# law advice please!!!!!!!!!!



## *needaunderstand* (Jun 11, 2012)

hello, i had some concerns for my sister. she wants to move to michigan from kentucky with her daughter, but she got a divorce from her husband 2 years ago and she was left with full custody and he has partial joint custody. she hasnt asked him but we already know he will say no. his life revolves around making hers hell. he has abandoned her with the child multiple times, and he just recently started to spend 12 hours a week with the daughter. he will now pick her up at like 8pm and drop her off by 8am. his sister has wanted the baby and has threaten to take her serveral times and we believe that is were his interest has came from. we hear that he drops the baby off at his sisters the whole 12 hours he has her. the daughter is 5. if she moves without his consent will she get in big trouble, and if so what will happen. because she already has a great job offer and a great private school for her daughter set up.


----------



## *needaunderstand* (Jun 11, 2012)

nobody knows anything that might help or that they could share on this sub? any simular experince???


----------



## 827Aug (Apr 27, 2008)

I'm confused and believe others may be also. So, there are two children? How can she have full custody and he have joint partial custody? Did you mean she has full custody and he has visitation? If she has full custody, she can leave the state. At least that's true in my state. She needs to ask an attorney in her state.


----------



## I'mInLoveWithMyHubby (Nov 7, 2011)

I believe she have full physical custody and the father has joint legal custody. The father can make legal decisions as far as which schools to attend, church, daycare, early military signing and any legal decisions.

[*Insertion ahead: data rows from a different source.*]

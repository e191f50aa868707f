//! Request context carrying the public origin of the current request.

use serde::{Deserialize, Serialize};

/// Context for the current request.
///
/// Built by the HTTP layer and passed into service methods so download
/// links point back at the host the client actually talked to.
#[derive(Debug, Clone, Serialize, Deserialize)]
pub struct RequestContext {
    /// `http` or `https`.
    pub scheme: String,
    /// Host (and optional port) as seen by the client.
    pub host: String,
}

impl RequestContext {
    /// Creates a new request context.
    pub fn new(scheme: impl Into<String>, host: impl Into<String>) -> Self {
        Self {
            scheme: scheme.into(),
            host: host.into(),
        }
    }

    /// The site origin, e.g. `http://files.example:9418`.
    pub fn site_url(&self) -> String {
        format!("{}://{}", self.scheme, self.host)
    }

    /// The public URL of a stored file.
    pub fn file_url(&self, name: &str) -> String {
        format!("{}/{}", self.site_url(), name)
    }
}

The mother can not skip town and leave the state without the fathers permission. The mother must stay in the state. This includes going on vacation as well.

I went through this with my ex h. Even though he had no intentions of having his child in his life, he would not allow her to do certain things like join the military at 17. He flat out refused.

This is what it means in our state a few years back. My child is now grown and I'm unsure if the rules have changed


----------



## *needaunderstand* (Jun 11, 2012)

yeah he has joint and she has the full custody, they only have one daughter, whom is 5. i hope she can, she plans on moving regardless, im just worried about her legally.


----------



## unbelievable (Aug 20, 2010)

I would think the court wouldn't permit her to move to Michigan with the child unless she had some extremely compelling reason and could show the move was very clearly in the best interest of the child. Unless the father is a serial killer or child molester, it'd be almost impossible to get this done without his consent. What can you offer to get his consent? If he's only seeing the child effectively maybe two hours per week (the child sleeps through most of the visitation) he's not very motivated to see the child. Maybe cutting his child support obligation would do the trick. What's the draw to Michigan? I thought everyone was leaving Michigan to find jobs elsewhere.


----------



## arbitrator (Feb 13, 2012)

Only if your sister can petition the court to amend its earlier ruling, then there's little to nothing that can be done about it. She would have to present evidence and/or testimony to substantiate her claim, and her husband would have the same opportunity to exercise a defense.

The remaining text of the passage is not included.